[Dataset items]
//! Sealed Merkle manifest pipeline for scripture corpora.
//!
//! This crate provides:
//! - NFC canonicalization of verse text prior to hashing
//! - SHA3-256 leaf digests and the duplicate-last-odd-node Merkle fold
//! - The mod-19 nonce seal over each unit root
//! - Manifest assembly for whole corpora (Qur'an chapters, Torah sidrot)
//!
//! Core invariants:
//! - Verse order within a unit determines leaf order and thus the root
//! - The root is a pure function of the ordered leaf digests
//! - A sealed root's big-endian value is always congruent to 0 mod 19
//! - The nonce is the smallest nonnegative integer satisfying the seal
//! - The core performs no I/O; corpus text arrives as in-memory strings
//!
#![deny(missing_docs)]

/// SHA3-256 digest primitives and the mod-19 residue.
pub mod digest;
/// Corpus manifest types and the per-unit assembly pipeline.
pub mod manifest;
/// Merkle root construction over ordered leaf digests.
pub mod merkle;
/// Unicode canonicalization of verse text.
pub mod normalize;
/// Nonce search sealing a root into the zero residue class mod 19.
pub mod seal;

pub use digest::Digest;
pub use manifest::{
    assemble, AssembleError, AssembleOptions, CorpusKind, CorpusManifest, EmptyUnitPolicy, Unit,
    UnitEntry,
};
pub use merkle::root;
pub use normalize::nfc;
pub use seal::{find_nonce, SealError, SealedRoot, DEFAULT_NONCE_LIMIT};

* YOUR ASSIGNMENT *
Word for word, retype the lines from the one containing "per-unit assembly pipeline." through the final line of the data, including both ends and nothing more.

* TASK OUTPUT *
/// Corpus manifest types and the per-unit assembly pipeline.
pub mod manifest;
/// Merkle root construction over ordered leaf digests.
pub mod merkle;
/// Unicode canonicalization of verse text.
pub mod normalize;
/// Nonce search sealing a root into the zero residue class mod 19.
pub mod seal;

pub use digest::Digest;
pub use manifest::{
    assemble, AssembleError, AssembleOptions, CorpusKind, CorpusManifest, EmptyUnitPolicy, Unit,
    UnitEntry,
};
pub use merkle::root;
pub use normalize::nfc;
pub use seal::{find_nonce, SealError, SealedRoot, DEFAULT_NONCE_LIMIT};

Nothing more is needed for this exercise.